Phosphorylated alpha-synuclein at Ser-129 is targeted to the proteasome pathway in a ubiquitin-independent manner.

α-Synuclein (a-Syn) is a major component of fibrillar aggregates in Lewy bodies (LBs), a characteristic hallmark of Parkinson disease. Almost 90% of a-Syn deposited in LBs is phosphorylated at Ser-129. However, the role of Ser-129-phosphorylated a-Syn in the biogenesis of LBs remains unclear. Here, we investigated the metabolism of Ser-129-phosphorylated a-Syn. In SH-SY5Y cells, inhibition of protein phosphatase 2A/1 by okadaic acid, and inhibition of the proteasome pathway by MG132 or lactacystin accumulated Ser-129-phosphorylated a-Syn. However, these inhibitions did not alter the amounts of total a-Syn within the observation time. Inhibition of the autophagy-lysosome pathway by 3-methyladenine or chloroquine accumulated Ser-129-phosphorylated a-Syn in parallel to total a-Syn during longer incubations. Experiments using cycloheximide showed that Ser-129-phosphorylated a-Syn diminished rapidly (t(½) = 54.9 ± 6.4 min), in contrast to the stably expressed total a-Syn. The short half-life of Ser-129-phosphorylated a-Syn was blocked by MG132 to a greater extent than okadaic acid.

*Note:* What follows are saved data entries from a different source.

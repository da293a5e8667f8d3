//! Identifier loader registry
//!
//! Persisted identifiers start with a one byte type tag. A [`Registry`] maps
//! each tag to the loader that reconstructs that identifier type. Callers
//! assemble a registry once at startup and pass it to
//! [`Engine::load`](crate::Engine::load); after that it is only read, so it
//! can be shared across threads without locking.

use std::fmt;

use tracing::debug;

use crate::core::Identifier;
use crate::error::{FormidError, FormidResult, PersistError};
use crate::identifier::FormatIdentifier;
use crate::persist::LoadSaver;

/// Tag of the built-in [`FormatIdentifier`].
pub const FORMAT_REGISTRY: u8 = 0;

/// Number of loader slots. Tags are a small, manually coordinated namespace.
pub const REGISTRY_CAPACITY: usize = 8;

/// Reconstructs an identifier from a cursor positioned just after its tag.
///
/// Loaders report failures on the cursor; the registry turns a set error
/// into a load error.
pub type IdentifierLoader = fn(&mut LoadSaver) -> Box<dyn Identifier>;

/// Fixed-capacity table of identifier loaders.
#[derive(Clone, Default)]
pub struct Registry {
    loaders: [Option<IdentifierLoader>; REGISTRY_CAPACITY],
}

impl Registry {
    /// Create an empty registry
    pub fn new() -> Self {
        Self::default()
    }

    /// Registry with every identifier type shipped in this crate.
    pub fn with_defaults() -> Self {
        let mut registry = Self::new();
        registry.loaders[usize::from(FORMAT_REGISTRY)] = Some(FormatIdentifier::load);
        registry
    }

    /// Register a loader at `tag`, replacing any loader already there.
    pub fn register(&mut self, tag: u8, loader: IdentifierLoader) -> FormidResult<()> {
        let slot = self
            .loaders
            .get_mut(usize::from(tag))
            .ok_or(FormidError::Registry { tag })?;
        if slot.is_some() {
            debug!(tag, "replacing identifier loader");
        }
        *slot = Some(loader);
        Ok(())
    }

    /// Whether a loader is registered at `tag`.
    pub fn contains(&self, tag: u8) -> bool {
        self.loaders
            .get(usize::from(tag))
            .is_some_and(Option::is_some)
    }

    /// Read a tag byte and dispatch to its loader.
    ///
    /// Fails if the cursor is already in error, if no loader is registered
    /// for the tag (the cursor's error is then set), or if the loader leaves
    /// an error on the cursor.
    pub fn load(&self, ls: &mut LoadSaver) -> FormidResult<Box<dyn Identifier>> {
        if let Some(err) = ls.err() {
            return Err(err.clone().into());
        }
        let tag = ls.load_byte();
        if let Some(err) = ls.err() {
            return Err(err.clone().into());
        }
        let Some(loader) = self.loaders.get(usize::from(tag)).copied().flatten() else {
            ls.set_err(PersistError::BadIdentifierLoader { tag });
            return Err(PersistError::BadIdentifierLoader { tag }.into());
        };
        let identifier = loader(ls);
        match ls.err() {
            Some(err) => Err(err.clone().into()),
            None => Ok(identifier),
        }
    }
}

impl fmt::Debug for Registry {
    fn fmt(&self, f: &mut fmt::Formatter<'_>) -> fmt::Result {
        let tags: Vec<usize> = self
            .loaders
            .iter()
            .enumerate()
            .filter_map(|(tag, l)| l.map(|_| tag))
            .collect();
        f.debug_struct("Registry").field("tags", &tags).finish()
    }
}

#[cfg(test)]
mod tests {
    use super::*;
    use crate::core::{Hit, IdentificationSender, MatcherType, Recorder};

    #[derive(Debug)]
    struct Stub(String);

    impl fmt::Display for Stub {
        fn fmt(&self, f: &mut fmt::Formatter<'_>) -> fmt::Result {
            f.write_str(&self.0)
        }
    }

    struct NullRecorder;

    impl Recorder for NullRecorder {
        fn record(&mut self, _: MatcherType, _: &Hit) -> bool {
            false
        }
        fn satisfied(&self, _: MatcherType) -> bool {
            true
        }
        fn report(&mut self, _: &IdentificationSender) {}
        fn active(&mut self, _: MatcherType) {}
    }

    impl Identifier for Stub {
        fn recorder(&self) -> Box<dyn Recorder> {
            Box::new(NullRecorder)
        }
        fn describe(&self) -> [String; 2] {
            [self.0.clone(), String::new()]
        }
        fn save(&self, ls: &mut LoadSaver) {
            ls.save_byte(5);
            ls.save_string(&self.0);
        }
        fn recognise(&self, _: MatcherType, _: usize) -> (bool, String) {
            (false, String::new())
        }
    }

    fn load_stub(ls: &mut LoadSaver) -> Box<dyn Identifier> {
        Box::new(Stub(ls.load_string()))
    }

    fn load_other(ls: &mut LoadSaver) -> Box<dyn Identifier> {
        let _ = ls.load_string();
        Box::new(Stub("other".to_string()))
    }

    #[test]
    fn test_dispatch_by_tag() {
        let mut registry = Registry::new();
        registry.register(5, load_stub).unwrap();
        assert!(registry.contains(5));
        assert!(!registry.contains(4));

        let mut ls = LoadSaver::saver();
        Stub("stub".to_string()).save(&mut ls);
        let mut ls = LoadSaver::loader(ls.into_bytes().unwrap());
        let identifier = registry.load(&mut ls).unwrap();
        assert_eq!(identifier.describe()[0], "stub");
    }

    #[test]
    fn test_register_overwrites() {
        let mut registry = Registry::new();
        registry.register(5, load_stub).unwrap();
        registry.register(5, load_other).unwrap();

        let mut ls = LoadSaver::saver();
        Stub("stub".to_string()).save(&mut ls);
        let mut ls = LoadSaver::loader(ls.into_bytes().unwrap());
        assert_eq!(registry.load(&mut ls).unwrap().describe()[0], "other");
    }

    #[test]
    fn test_register_out_of_range() {
        let mut registry = Registry::new();
        let result = registry.register(8, load_stub);
        assert!(matches!(result, Err(FormidError::Registry { tag: 8 })));
    }

    #[test]
    fn test_unregistered_tag_sets_cursor_error() {
        let registry = Registry::new();
        let mut ls = LoadSaver::loader(vec![3u8, 0, 0]);
        let result = registry.load(&mut ls);
        assert!(matches!(
            result,
            Err(FormidError::Load(PersistError::BadIdentifierLoader { tag: 3 }))
        ));
        assert_eq!(ls.err(), Some(&PersistError::BadIdentifierLoader { tag: 3 }));
    }

    #[test]
    fn test_cursor_already_in_error() {
        let mut registry = Registry::new();
        registry.register(0, load_stub).unwrap();
        let mut ls = LoadSaver::loader(vec![0u8]);
        ls.set_err(PersistError::UnexpectedEof { offset: 0 });
        assert!(registry.load(&mut ls).is_err());
        assert_eq!(ls.position(), 0);
    }

    #[test]
    fn test_defaults_hold_format_loader() {
        let registry = Registry::with_defaults();
        assert!(registry.contains(FORMAT_REGISTRY));
        assert_eq!(format!("{:?}", registry), "Registry { tags: [0] }");
    }
}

In rat primary cortical neurons, either MG132, lactacystin, or okadaic acid accumulated Ser-129-phosphorylated a-Syn. Additionally, we did not find that phosphorylated a-Syn was ubiquitinated in the presence of proteasome inhibitors. These data show that Ser-129-phosphorylated a-Syn is targeted to the proteasome pathway in a ubiquitin-independent manner, in addition to undergoing dephosphorylation. The proteasome pathway may play a role in the biogenesis of Ser-129-phosphorylated a-Syn-rich LBs.